- **What you are asked to do**
The records appear below. Report how many of their lines contain the word "that", giving the number alone.
(Beginning of Exercise input)
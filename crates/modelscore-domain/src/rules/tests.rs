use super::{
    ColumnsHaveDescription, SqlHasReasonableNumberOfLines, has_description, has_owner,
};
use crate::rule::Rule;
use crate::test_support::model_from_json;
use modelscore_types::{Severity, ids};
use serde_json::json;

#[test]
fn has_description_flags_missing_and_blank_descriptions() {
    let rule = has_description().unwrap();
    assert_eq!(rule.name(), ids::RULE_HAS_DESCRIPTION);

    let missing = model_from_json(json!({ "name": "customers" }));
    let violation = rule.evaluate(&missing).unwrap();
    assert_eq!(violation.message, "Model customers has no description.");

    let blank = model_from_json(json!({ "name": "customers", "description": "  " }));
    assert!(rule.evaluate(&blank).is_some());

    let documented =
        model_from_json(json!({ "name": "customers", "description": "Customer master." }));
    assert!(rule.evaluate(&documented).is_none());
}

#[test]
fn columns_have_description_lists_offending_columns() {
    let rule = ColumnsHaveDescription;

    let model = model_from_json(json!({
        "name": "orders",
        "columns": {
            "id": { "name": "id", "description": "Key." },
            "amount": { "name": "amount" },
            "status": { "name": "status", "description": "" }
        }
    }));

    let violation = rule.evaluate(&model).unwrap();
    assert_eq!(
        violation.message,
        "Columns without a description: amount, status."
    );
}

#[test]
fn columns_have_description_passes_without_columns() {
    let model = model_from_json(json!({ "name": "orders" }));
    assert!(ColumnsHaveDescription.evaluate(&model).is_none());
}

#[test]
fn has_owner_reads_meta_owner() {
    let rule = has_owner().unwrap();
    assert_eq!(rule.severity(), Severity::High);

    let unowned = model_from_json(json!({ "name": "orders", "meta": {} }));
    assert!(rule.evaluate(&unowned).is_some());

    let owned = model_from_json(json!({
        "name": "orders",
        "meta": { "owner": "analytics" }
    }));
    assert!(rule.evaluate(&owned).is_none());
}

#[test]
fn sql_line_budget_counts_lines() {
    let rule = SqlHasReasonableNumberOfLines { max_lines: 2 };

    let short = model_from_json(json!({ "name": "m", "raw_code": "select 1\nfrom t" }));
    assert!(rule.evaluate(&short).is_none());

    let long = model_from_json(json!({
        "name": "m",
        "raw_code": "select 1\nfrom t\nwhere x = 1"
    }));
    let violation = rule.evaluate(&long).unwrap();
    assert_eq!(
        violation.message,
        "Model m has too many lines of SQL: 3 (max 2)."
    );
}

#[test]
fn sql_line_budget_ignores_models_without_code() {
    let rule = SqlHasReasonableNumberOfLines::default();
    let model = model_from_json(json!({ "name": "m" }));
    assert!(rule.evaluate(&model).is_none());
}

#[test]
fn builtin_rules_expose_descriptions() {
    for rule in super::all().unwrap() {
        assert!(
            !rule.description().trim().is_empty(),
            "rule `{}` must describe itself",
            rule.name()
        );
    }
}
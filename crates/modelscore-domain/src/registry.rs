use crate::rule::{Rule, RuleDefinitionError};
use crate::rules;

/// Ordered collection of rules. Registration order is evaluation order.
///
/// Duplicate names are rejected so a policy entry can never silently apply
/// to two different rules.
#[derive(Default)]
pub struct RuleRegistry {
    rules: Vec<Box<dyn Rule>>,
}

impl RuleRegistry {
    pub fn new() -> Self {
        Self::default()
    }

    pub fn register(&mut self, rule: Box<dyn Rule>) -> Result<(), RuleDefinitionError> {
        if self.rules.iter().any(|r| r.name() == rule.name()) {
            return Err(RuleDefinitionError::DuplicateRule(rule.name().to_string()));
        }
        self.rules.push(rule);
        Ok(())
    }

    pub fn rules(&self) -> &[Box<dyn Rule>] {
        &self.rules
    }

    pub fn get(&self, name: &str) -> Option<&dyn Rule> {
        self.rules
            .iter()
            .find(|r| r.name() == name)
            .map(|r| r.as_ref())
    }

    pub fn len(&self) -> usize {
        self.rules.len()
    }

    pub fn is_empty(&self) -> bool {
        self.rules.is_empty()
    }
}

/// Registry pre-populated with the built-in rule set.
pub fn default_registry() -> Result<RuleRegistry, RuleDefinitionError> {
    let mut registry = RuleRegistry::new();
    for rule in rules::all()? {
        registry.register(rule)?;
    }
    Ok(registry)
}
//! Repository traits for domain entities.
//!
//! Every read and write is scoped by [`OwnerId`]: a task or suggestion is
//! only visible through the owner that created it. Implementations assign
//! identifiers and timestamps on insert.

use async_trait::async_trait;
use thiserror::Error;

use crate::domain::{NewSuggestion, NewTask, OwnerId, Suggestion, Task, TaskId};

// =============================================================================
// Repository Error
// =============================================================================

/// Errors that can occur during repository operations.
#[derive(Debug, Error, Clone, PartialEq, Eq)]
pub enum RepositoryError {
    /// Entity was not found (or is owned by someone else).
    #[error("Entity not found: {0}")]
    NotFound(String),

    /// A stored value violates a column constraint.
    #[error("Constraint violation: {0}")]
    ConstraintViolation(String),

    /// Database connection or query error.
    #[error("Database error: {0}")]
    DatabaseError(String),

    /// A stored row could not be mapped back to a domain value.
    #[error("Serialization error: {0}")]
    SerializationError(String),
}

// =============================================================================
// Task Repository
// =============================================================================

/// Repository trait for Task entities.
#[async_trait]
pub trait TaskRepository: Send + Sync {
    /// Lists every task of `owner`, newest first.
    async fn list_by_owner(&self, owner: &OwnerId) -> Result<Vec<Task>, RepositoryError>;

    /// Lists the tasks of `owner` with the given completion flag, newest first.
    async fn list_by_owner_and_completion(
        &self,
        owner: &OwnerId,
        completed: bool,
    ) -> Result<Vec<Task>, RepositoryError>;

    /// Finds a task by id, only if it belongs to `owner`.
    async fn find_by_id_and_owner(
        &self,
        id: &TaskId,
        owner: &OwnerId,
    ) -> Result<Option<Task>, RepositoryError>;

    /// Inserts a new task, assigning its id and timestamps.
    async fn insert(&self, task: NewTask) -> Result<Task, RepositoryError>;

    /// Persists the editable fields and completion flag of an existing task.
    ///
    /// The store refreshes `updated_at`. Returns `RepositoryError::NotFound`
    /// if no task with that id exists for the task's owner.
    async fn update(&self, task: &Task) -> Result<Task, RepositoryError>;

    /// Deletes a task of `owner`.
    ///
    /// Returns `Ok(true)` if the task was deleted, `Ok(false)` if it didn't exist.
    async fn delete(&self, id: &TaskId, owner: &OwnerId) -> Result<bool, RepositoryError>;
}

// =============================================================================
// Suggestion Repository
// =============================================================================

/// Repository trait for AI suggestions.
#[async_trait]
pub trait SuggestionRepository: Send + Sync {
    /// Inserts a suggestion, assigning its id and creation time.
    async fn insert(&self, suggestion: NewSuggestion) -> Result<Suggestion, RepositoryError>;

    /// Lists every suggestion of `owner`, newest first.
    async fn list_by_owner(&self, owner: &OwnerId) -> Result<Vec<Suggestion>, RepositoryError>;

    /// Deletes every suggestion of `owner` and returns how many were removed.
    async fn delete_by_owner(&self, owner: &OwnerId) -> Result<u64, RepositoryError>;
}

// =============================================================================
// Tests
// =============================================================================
(End of Exercise input)
- **Answer**
3